▶ EXERCISE: Return every line below in which "method" appears.

##### SUPPLIED INFORMATION #####

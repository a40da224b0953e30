//! CLI integration tests using assert_cmd.

use std::path::PathBuf;

use assert_cmd::Command;
use predicates::prelude::*;
use tempfile::TempDir;

fn gradebook(dir: &TempDir) -> Command {
    #[allow(deprecated)]
    let mut cmd = Command::cargo_bin("gradebook").unwrap();
    cmd.current_dir(dir.path())
        .env_remove("GRADEBOOK_PATH")
        .env_remove("GRADEBOOK_ROSTER")
        .env("HOME", dir.path());
    cmd
}

fn definitions() -> PathBuf {
    PathBuf::from(env!("CARGO_MANIFEST_DIR")).join("../../definitions")
}

#[test]
fn validate_definitions_directory() {
    let dir = TempDir::new().unwrap();
    gradebook(&dir)
        .arg("--roster")
        .arg(definitions().join("roster.toml"))
        .arg("validate")
        .arg(definitions())
        .assert()
        .success()
        .stdout(predicate::str::contains(
            "Quiz: Ownership basics (3 questions, 10 marks)",
        ))
        .stdout(predicate::str::contains(
            "Rubric: Lab report (3 criteria, 25 marks)",
        ))
        .stdout(predicate::str::contains("Roster:"))
        .stdout(predicate::str::contains("All definitions valid."));
}

#[test]
fn validate_without_roster_skips_selection_check() {
    let dir = TempDir::new().unwrap();
    gradebook(&dir)
        .arg("validate")
        .arg(definitions().join("ownership-quiz.toml"))
        .assert()
        .success()
        .stdout(predicate::str::contains("All definitions valid."));
}

#[test]
fn validate_reports_every_bad_question() {
    let dir = TempDir::new().unwrap();
    let quiz = dir.path().join("bad.toml");
    std::fs::write(
        &quiz,
        r#"
[quiz]
title = "Broken"
class_semester = "CS-2A"

[[questions]]
text = "Pick one"
type = "mcq"
options = [{ text = "a", correct = true }, { text = "b", correct = true }]

[[questions]]
text = "Yes or no?"
type = "true_false"
answer = "maybe"
"#,
    )
    .unwrap();

    gradebook(&dir)
        .arg("validate")
        .arg(&quiz)
        .assert()
        .failure()
        .stdout(predicate::str::contains("MultipleCorrectOptions"))
        .stdout(predicate::str::contains("InvalidAnswerLiteral"))
        .stderr(predicate::str::contains("1 of 1 definition file(s) invalid"));
}

#[test]
fn validate_rejects_unknown_student() {
    let dir = TempDir::new().unwrap();
    let quiz = dir.path().join("quiz.toml");
    std::fs::write(
        &quiz,
        r#"
[quiz]
title = "Cross-class"
class_semester = "CS-2A"
access = "selected_students"
students = ["s1", "s9"]

[[questions]]
text = "Rust has a garbage collector."
type = "tf"
answer = "False"
"#,
    )
    .unwrap();

    gradebook(&dir)
        .arg("--roster")
        .arg(definitions().join("roster.toml"))
        .arg("validate")
        .arg(&quiz)
        .assert()
        .failure()
        .stdout(predicate::str::contains("UnknownStudent"));
}

#[test]
fn validate_nonexistent_file() {
    let dir = TempDir::new().unwrap();
    gradebook(&dir)
        .arg("validate")
        .arg("nonexistent.toml")
        .assert()
        .failure()
        .stderr(predicate::str::contains("Error"));
}

#[test]
fn score_with_rubric() {
    let dir = TempDir::new().unwrap();
    gradebook(&dir)
        .args(["score", "--rubric"])
        .arg(definitions().join("lab-rubric.toml"))
        .args(["--score", "method=8", "--score", "results=6", "--score", "writing=5"])
        .assert()
        .success()
        .stdout(predicate::str::contains("Total: 19 / 25 (76%) PASS"));
}

#[test]
fn score_out_of_range_is_not_clamped() {
    let dir = TempDir::new().unwrap();
    gradebook(&dir)
        .args(["score", "--rubric"])
        .arg(definitions().join("lab-rubric.toml"))
        .args(["--score", "method=11"])
        .assert()
        .failure()
        .stderr(predicate::str::contains("must be between 0 and 10"));
}

#[test]
fn score_manual_marks_as_json() {
    let dir = TempDir::new().unwrap();
    let output = gradebook(&dir)
        .args(["score", "--marks", "7", "--max", "10", "--format", "json"])
        .output()
        .unwrap();
    assert!(output.status.success());

    let json: serde_json::Value = serde_json::from_slice(&output.stdout).unwrap();
    assert_eq!(json["total"], 7.0);
    assert_eq!(json["percentage"], 70.0);
    assert_eq!(json["pass"], true);
}

#[test]
fn score_requires_a_scheme() {
    let dir = TempDir::new().unwrap();
    gradebook(&dir)
        .arg("score")
        .assert()
        .failure()
        .stderr(predicate::str::contains("--rubric"));
}

#[test]
fn init_creates_files() {
    let dir = TempDir::new().unwrap();

    gradebook(&dir)
        .arg("init")
        .assert()
        .success()
        .stdout(predicate::str::contains("Created gradebook.toml"))
        .stdout(predicate::str::contains("Created definitions/quiz.toml"));

    assert!(dir.path().join("gradebook.toml").exists());
    assert!(dir.path().join("definitions/rubric.toml").exists());
    assert!(dir.path().join("definitions/roster.toml").exists());
}

#[test]
fn init_output_validates() {
    let dir = TempDir::new().unwrap();
    gradebook(&dir).arg("init").assert().success();

    // The generated gradebook.toml points at the generated roster.
    gradebook(&dir)
        .args(["validate", "definitions"])
        .assert()
        .success()
        .stdout(predicate::str::contains("All definitions valid."));
}

#[test]
fn init_skips_existing() {
    let dir = TempDir::new().unwrap();
    gradebook(&dir).arg("init").assert().success();

    gradebook(&dir)
        .arg("init")
        .assert()
        .success()
        .stdout(predicate::str::contains("already exists"));
}

#[test]
fn help_output() {
    let dir = TempDir::new().unwrap();
    gradebook(&dir)
        .arg("--help")
        .assert()
        .success()
        .stdout(predicate::str::contains(
            "Quiz authoring and grading for a digital classroom",
        ));
}

#[test]
fn version_output() {
    let dir = TempDir::new().unwrap();
    gradebook(&dir)
        .arg("--version")
        .assert()
        .success()
        .stdout(predicate::str::contains("gradebook"));
}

#####

▶ RESULT:
        .args(["--score", "method=8", "--score", "results=6", "--score", "writing=5"])
        .args(["--score", "method=11"])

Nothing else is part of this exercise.